We glanced at the calendar. No, it’s only Friday the 6th.
Around here, it feels like Friday the 13th.
For most of the day we have had major server problems that led to several hours without email. The horror!
Fortunately, Friday is one of our quieter production days. We complete our newspaper on Wednesdays so they can make it the customers hopefully by Friday (anyone who receives it later than that can blame/thank the post office for delayed delivery. But let’s save for another day the issue of post office service, and why the Pony Express might have been more dependable in delivering publications on a designated day.)
However, whenever our email system goes down it becomes a reminder to us how dependent we have become on the internet for our communications and business. And also how vulnerable. Early on in business my business life, a former boss had always stressed we should have a backup plan.
For example, if our main email server is down, but we still have internet access to the outside world, have an email account with an outside provider that can still help get communication out to people outside the workplace. Important messages such as “Hey! We’re trapped in this building with no email! We’re being forced to actually talk to each other in person on the inside! Please send Etch-a-Sketch and thick doodle pads to save us!”
The bigger concern then having to walk 1.76 minutes to a fellow employee’s workspace is that we don’t know if any of our sources, customers, out-of-state staff, owners or others are trying to reach us. There may be an extremely important press release floating in cyberspace that hasn’t reached its destination here. A politician may have said something important to tell us. A better mousetrap may have been invented. A widget may have been recalled for causing rare rashes on those who handle milking machines. A politician with a rash may have been caught in a mousetrap with a suspicious widget.
Hey, it could happen! But we wouldn’t know. Why? Because we have no email.
Fridays are also the day that readers may wish to tell us what they think of an article in today’s newspaper.
Hopefully they don’t think we’re ignoring them. Please have patience, whoever and wherever you are.
I would email them my backup email address used for emergencies … but if I don’t see the original email, I don’t know who to contact.
Of course, the problems with email do give me a few extra minutes today to contemplate life and do more productive things. Rather than spending valuable time filtering out spam, I can research important facts to share with our blog audience.
Such as … tonight’s full moon is 12 percent bigger than some of the other full moons this year. I appreciate NASA letting us know. Now, if NASA could kindly move some of the clouds here on the West Coast, we’d appreciate it more.
* * * *
The moon is relevant to this blog because it’s the Harvest Moon, nearest the autumn equinox. Being from a farm, I always appreciated that extra light as my siblings and I spent late nights shivering in grain trucks waiting for my father in the combine to signal he was ready to unload the grain.
The moonlight helped us see the hills and trails in the stubble that we needed to follow, especially when our old grain truck’s lights weren’t working the best and flickered on and off depending on how hard we hit rocks along the way.

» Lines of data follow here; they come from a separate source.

//! Database connection pool utilities.

use diesel::pg::PgConnection;
use diesel::r2d2::{self, ConnectionManager};
use diesel_migrations::{EmbeddedMigrations, MigrationHarness, embed_migrations};
use shipyard_core::ShipyardError;

/// Pooled PostgreSQL connections for the Shipyard server.
pub type DbPool = r2d2::Pool<ConnectionManager<PgConnection>>;

/// A connection checked out of [`DbPool`].
pub type DbConnection = r2d2::PooledConnection<ConnectionManager<PgConnection>>;

/// Embedded Diesel migrations.
pub const MIGRATIONS: EmbeddedMigrations = embed_migrations!("migrations");

/// Build a pool for `database_url` and bring the schema up to date.
pub fn init_pool(database_url: &str) -> Result<DbPool, ShipyardError> {
    let manager = ConnectionManager::<PgConnection>::new(database_url);
    let pool = r2d2::Pool::builder()
        .build(manager)
        .map_err(ShipyardError::storage)?;
    run_migrations(&pool)?;
    Ok(pool)
}

/// Run pending Diesel migrations.
pub fn run_migrations(pool: &DbPool) -> Result<(), ShipyardError> {
    let mut conn = pool.get().map_err(ShipyardError::storage)?;
    let applied = conn
        .run_pending_migrations(MIGRATIONS)
        .map_err(ShipyardError::storage)?;
    if !applied.is_empty() {
        log::info!("applied {} database migrations", applied.len());
    }
    Ok(())
}

#[cfg(test)]
fn split_database_url(database_url: &str) -> (String, String) {
    let (url_base, query) = database_url.split_once('?').unwrap_or((database_url, ""));
    let (base, _db_name) = url_base
        .rsplit_once('/')
        .expect("DATABASE_URL must include a database name");
    let query_suffix = if query.is_empty() {
        String::new()
    } else {
        format!("?{query}")
    };
    (base.to_string(), query_suffix)
}

#[cfg(test)]
/// A temporary PostgreSQL database for tests.
pub(crate) struct TestDatabase {
    admin_url: String,
    db_name: String,
    pool: DbPool,
}

#[cfg(test)]
impl TestDatabase {
    /// Create a migrated, isolated database from `TEST_DATABASE_URL` or `DATABASE_URL`.
    pub(crate) fn new() -> Self {
        use diesel::{Connection, RunQueryDsl};

        let base_url = std::env::var("TEST_DATABASE_URL")
            .or_else(|_| std::env::var("DATABASE_URL"))
            .expect("set TEST_DATABASE_URL or DATABASE_URL for PostgreSQL tests");
        let (base, query_suffix) = split_database_url(&base_url);
        let db_name = format!("shipyard_test_{}", uuid::Uuid::new_v4().simple());
        let admin_url = format!("{}/postgres{}", base, query_suffix);
        let database_url = format!("{}/{}{}", base, db_name, query_suffix);

        let mut admin_conn = PgConnection::establish(&admin_url).expect("connect admin database");
        diesel::sql_query(format!("CREATE DATABASE \"{db_name}\""))
            .execute(&mut admin_conn)
            .expect("create test database");

        let pool = init_pool(&database_url).expect("test pool");
        Self {
            admin_url,
            db_name,
            pool,
        }
    }

    /// Pool connected to the test database.
    pub(crate) fn pool(&self) -> DbPool {
        self.pool.clone()
    }
}

#[cfg(test)]
impl Drop for TestDatabase {
    fn drop(&mut self) {
        use diesel::{Connection, RunQueryDsl};

        if let Ok(mut conn) = PgConnection::establish(&self.admin_url) {
            let escaped = self.db_name.replace('\'', "''");
            let _ = diesel::sql_query(format!(
                "SELECT pg_terminate_backend(pid) \
                 FROM pg_stat_activity \
                 WHERE datname = '{escaped}' AND pid <> pg_backend_pid()"
            ))
            .execute(&mut conn);
            let _ = diesel::sql_query(format!("DROP DATABASE IF EXISTS \"{}\"", self.db_name))
                .execute(&mut conn);
        }
    }
}

#[cfg(test)]
mod tests {
    use super::{TestDatabase, split_database_url};
    use diesel::prelude::*;
    use diesel::sql_types::Text;

    #[derive(QueryableByName)]
    struct TableName {
        #[diesel(sql_type = Text)]
        name: String,
    }

    #[test]
    fn splits_database_name_and_query() {
        let (base, query) = split_database_url("postgres://user@localhost:5432/ships?sslmode=disable");
        assert_eq!(base, "postgres://user@localhost:5432");
        assert_eq!(query, "?sslmode=disable");

        let (base, query) = split_database_url("postgres://localhost/ships");
        assert_eq!(base, "postgres://localhost");
        assert_eq!(query, "");
    }

    #[test]
    #[ignore = "requires PostgreSQL via TEST_DATABASE_URL"]
    fn init_pool_runs_migrations() {
        let test_db = TestDatabase::new();
        let mut conn = test_db.pool().get().expect("conn");

        let tables: Vec<TableName> = diesel::sql_query(
            "SELECT tablename AS name FROM pg_tables WHERE schemaname = 'public' AND tablename = 'ships'",
        )
        .load(&mut conn)
        .expect("query tables");

        assert_eq!(tables.len(), 1);
        assert_eq!(tables[0].name, "ships");
    }
}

The moonbeams were a relief when we were later attempting to back up the truck straight to dump into the grain auger; the yard lights rarely reached where the bins were, and there never seemed to be sufficient batteries or flashlights around when we needed them.
Forget the talk of how much the full moon impacts tides. This time of year, it’s the Harvest Moon that tugs at me, and pulls me most to memories of the farm. The family, the land, the lifestyle, the exhausting but triumphant feeling of reaping a year’s worth of work that heat wave or frost, drought or downpour, hail, disease or pest didn’t get first.
The Harvest Moon always signaled a time to celebrate if the harvest was near complete.
This year, my family got the crop off before the Harvest Moon, a rare occasion.
Another thing our family was also thankful that no one was hurt, miraculously, when a tornado hit our community this summer.
A small town 11 miles away — the place I had attended school — had taken the brunt of the storm, while the bad weather had only hit one of the fields that belongs to one of my brothers.
For several days after the storm, our area had become a community of neighbors helping each other pick up broken trees, salvage tossed grain bins, fix fences, look for lost cattle, and see who might need extra hay for the winter.
* * *
Somehow my problem with the email here seems so insignificant after thinking about all that this community back home went through this summer after the storm, or even the annual cycle that my farm family and so many others go through to raise their animals, grow their crops, and produce their products for market.
Sometimes you need a Harvest Moon reminder to put life into perspective again.
The email can wait. The full moon awaits those of us who eagerly seek to find it.